Quarterback Brett Hundley makes a pass against Nebraska.Harry How/Getty Images

The UCLA Bruins will certainly benefit from having a bye in the second week of the season. The extra amounts of preparation for the Nebraska Cornhuskers will serve the team well.

It is a bit unorthodox to have a bye this early in the season. Most programs would probably prefer one toward the middle of the season when the various nicks and bruises begin to pile up. However, the extra time to practice and work on fundamentals should help UCLA's young roster.

UCLA's 58-20 victory over Nevada in the opening week made some things quite apparent. 

For one, the Bruins look more comfortable from a scheme standpoint on both sides of the ball. Offensive coordinator Noel Mazzone manufactured a game plan that accounted for 647 total yards. The defense, led by Lou Spanos, allowed only one touchdown in the second half. 

The continuity on the staff should allow for improvement and growth. It's been the first time in seemingly a decade where UCLA returned both the offensive coordinator and defensive coordinator in the same season. Without constant coaching changes, the units can better gel and become more advanced in the said schemes being employed.

Secondly, UCLA played 15 true freshmen in the contest. The high amount of freshmen played shows credence to the notion that the class is incredibly talented.

Linebacker Myles Jack was second on the team in tackles with eight on the night. Defensive lineman Eddie Vanderdoes had six tackles, including two for loss. Rush end Deon Hollins applied constant pressure on the quarterback all night long. 

The amount of impact from the class was very apparent against Nevada. Not only does the influx of ability make the team more talented, but it also makes it considerably deeper than a season ago. 

Jim Mora was interviewed earlier this week at practice. He spoke about the pros and cons of having a bye week this early in the season. 

The head coach liked having a bye week between the Nevada and Nebraska games because it "allowed the football team to focus squarely on Nevada without looking ahead to Nebraska."

It's very conceivable to believe that a young football team could theoretically overlook a smaller school while being fixated on a ranked, high-profile opponent the following week. The bye didn't allow for this to happen.

The Bruins committed 12 penalties for 93 yards in the contest against Nevada. It's somewhat expected with a young, inexperienced roster. With a bye week, some of those penalties can be addressed, with the idea of prevention for the following week. 

There were times where Nevada quarterback Cody Fajardo gashed the defense with his running ability. He had more than 100 yards rushing on the read-option. 

UCLA will face a similar proposition with Nebraska quarterback Taylor Martinez. It's imperative that the defense keeps containment on the edge against the Cornhuskers' speedy signal-caller.

Not only does it help that UCLA faced a mobile quarterback in the opener, but an extra week of preparation will also go a long way in determining the nuances and tendencies of Martinez as a runner.

Lastly, the extra week will help to regenerate the overall health of the squad. Mora made it a point to say that the fall camp in San Bernardino "was grueling. This allows them a chance to bring it back a bit."

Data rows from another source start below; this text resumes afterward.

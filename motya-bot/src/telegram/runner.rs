//! REPL runner: converts teloxide messages to core messages and passes each to the
//! [`HandlerChain`] in its own task. Failures are reported to the user.

use std::sync::Arc;

use anyhow::Result;
use teloxide::prelude::*;
use tracing::{info, instrument, warn};

use super::adapters::TelegramMessageWrapper;
use crate::app::AppContext;
use crate::chain::HandlerChain;
use crate::core::ToCoreMessage;
use crate::handlers::errors::report;

#[instrument(skip(bot, handler_chain, ctx))]
pub async fn run_repl(
    bot: teloxide::Bot,
    handler_chain: HandlerChain,
    ctx: Arc<AppContext>,
) -> Result<()> {
    match bot.get_me().await {
        Ok(me) => {
            ctx.set_bot_user_id(me.user.id.0 as i64).await;
            info!(username = ?me.user.username, "Bot identity loaded");
        }
        Err(e) => warn!(error = %e, "getMe failed, replies to the bot will not be recognized"),
    }

    let chain = handler_chain;
    teloxide::repl(bot, move |_bot: Bot, msg: teloxide::types::Message| {
        let chain = chain.clone();
        let ctx = ctx.clone();

        async move {
            if msg.from.is_none() || msg.text().is_none() {
                return respond(());
            }
            let core_msg = TelegramMessageWrapper(&msg).to_core();

            tokio::spawn(async move {
                if let Err(e) = chain.handle(&core_msg).await {
                    report(ctx.bot.as_ref(), &core_msg, &e).await;
                }
            });

            respond(())
        }
    })
    .await;

    Ok(())
}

The extra preparation also allows the team to "go back and work on some of the fundamental things that reared their head in the Nevada game."

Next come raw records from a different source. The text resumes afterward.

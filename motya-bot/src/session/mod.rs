//! Conversation state: capped histories keyed by chat.

mod history;
mod store;

pub use history::CappedHistory;
pub use store::{Session, SessionStore};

It's always nice to have ample time to prepare for a ranked team on the road. The environment in Lincoln will be very challenging. Given the overall youth of UCLA's roster, an extra week this early in the season should serve them well heading into such a vital non-conference test. 

UCLA will face off against Nebraska Saturday, Sept. 14 at noon ET. The game will be played at Memorial Stadium in Lincoln, Neb.